### Problem requirements
Among the entries below, count the lines where the string "MessageType" occurs, and give only the number.

(Task material begins)

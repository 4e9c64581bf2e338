// vizboard_app/src/discovery.rs

use crate::error::DashboardError;
use crate::transport::FeedTransport;
use vizboard_core::messages::MessageType;

/// The choice list shown in a widget's settings, plus the selection.
#[derive(Debug, Clone, Default, PartialEq, Eq)]
pub struct TopicChoices {
    pub options: Vec<String>,
    pub selected: String,
}

impl TopicChoices {
    /// Builds the choice list from the feeds currently available.
    ///
    /// With no topic configured, the first available one is selected (or
    /// none, if the list is empty). A configured topic that is not currently
    /// available is kept and offered as an extra, manually-entered option.
    pub fn resolve(available: Vec<String>, configured: &str) -> Self {
        let mut options = available;
        let selected = if configured.is_empty() {
            options.first().cloned().unwrap_or_default()
        } else {
            if !options.iter().any(|t| t == configured) {
                options.push(configured.to_string());
            }
            configured.to_string()
        };
        Self { options, selected }
    }
}

/// Asks the transport for feeds of `message_type` and resolves the choice
/// list against the `configured` topic.
pub async fn discover<T: FeedTransport>(
    transport: &T,
    message_type: MessageType,
    configured: &str,
) -> Result<TopicChoices, DashboardError> {
    let available = transport.list_available(message_type).await?;
    Ok(TopicChoices::resolve(available, configured))
}

#[cfg(test)]
mod tests {
    use super::*;
    use crate::transport::LoopbackTransport;
    use pollster::block_on;

    fn names(list: &[&str]) -> Vec<String> {
        list.iter().map(|s| s.to_string()).collect()
    }

    #[test]
    fn unconfigured_picks_first_available() {
        let c = TopicChoices::resolve(names(&["/a", "/b"]), "");
        assert_eq!(c.selected, "/a");
        assert_eq!(c.options, names(&["/a", "/b"]));

        let none = TopicChoices::resolve(Vec::new(), "");
        assert_eq!(none.selected, "");
    }

    #[test]
    fn vanished_topic_is_kept_as_manual_option() {
        let c = TopicChoices::resolve(names(&["/a"]), "/gone");
        assert_eq!(c.selected, "/gone");
        assert_eq!(c.options, names(&["/a", "/gone"]));
    }

    #[test]
    fn present_topic_is_not_duplicated() {
        let c = TopicChoices::resolve(names(&["/a", "/b"]), "/b");
        assert_eq!(c.options.len(), 2);
        assert_eq!(c.selected, "/b");
    }

    #[test]
    fn discovery_filters_by_type() {
        let mut t = LoopbackTransport::new();
        t.advertise("/map", MessageType::OccupancyGrid).unwrap();
        t.advertise("/markers", MessageType::MarkerArray).unwrap();
        let c = block_on(discover(&t, MessageType::OccupancyGrid, "")).unwrap();
        assert_eq!(c.options, names(&["/map"]));
        assert_eq!(c.selected, "/map");
    }
}
// =========================================================================
// == Events ==
// =========================================================================

/// Something the dashboard must react to, queued until the next `pump`.
#[derive(Debug, Clone, PartialEq)]
pub enum DashboardEvent {
    /// A transform or the fixed frame changed.
    FrameTreeChanged,
    /// The view was panned or zoomed.
    ViewChanged,
    Resize { width: f64, height: f64 },
    Pointer(PointerEvent),
    Icon { widget: String, action: IconAction },
}

/// Payloads of the dashboard's scheduled actions.
#[derive(Debug, Clone, Copy, PartialEq, Eq)]
pub enum TimerEvent {
    /// A throttled feed may deliver its held message.
    ReleaseHeld { widget: usize, subscription: SubscriptionId },
    /// A widget icon has been held long enough.
    LongPress { widget: usize },
}

/// Requests for UI the dashboard does not draw itself.
#[derive(Debug, Clone, PartialEq, Eq)]
pub enum UiRequest {
    OpenSettings(String),
    RefreshTopics(String),
}

struct WidgetSlot {
    widget: Box<dyn Widget>,
    canvas: CommandRecorder,
    icon: IconPress,
    dirty: bool,
}

// =========================================================================
// == The Dashboard ==
// =========================================================================

pub struct Dashboard<T: FeedTransport> {
    transport: T,
    inbox: Inbox,
    tf: TfTree,
    view: PanZoomView,
    settings: SettingsStore,
    timers: TimerQueue<TimerEvent>,
    now: Millis,
    slots: Vec<WidgetSlot>,
    events: VecDeque<DashboardEvent>,
    requests: VecDeque<UiRequest>,
    save_map_service: String,
    load_map_service: String,
}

(Task material ends)

### Task answer
5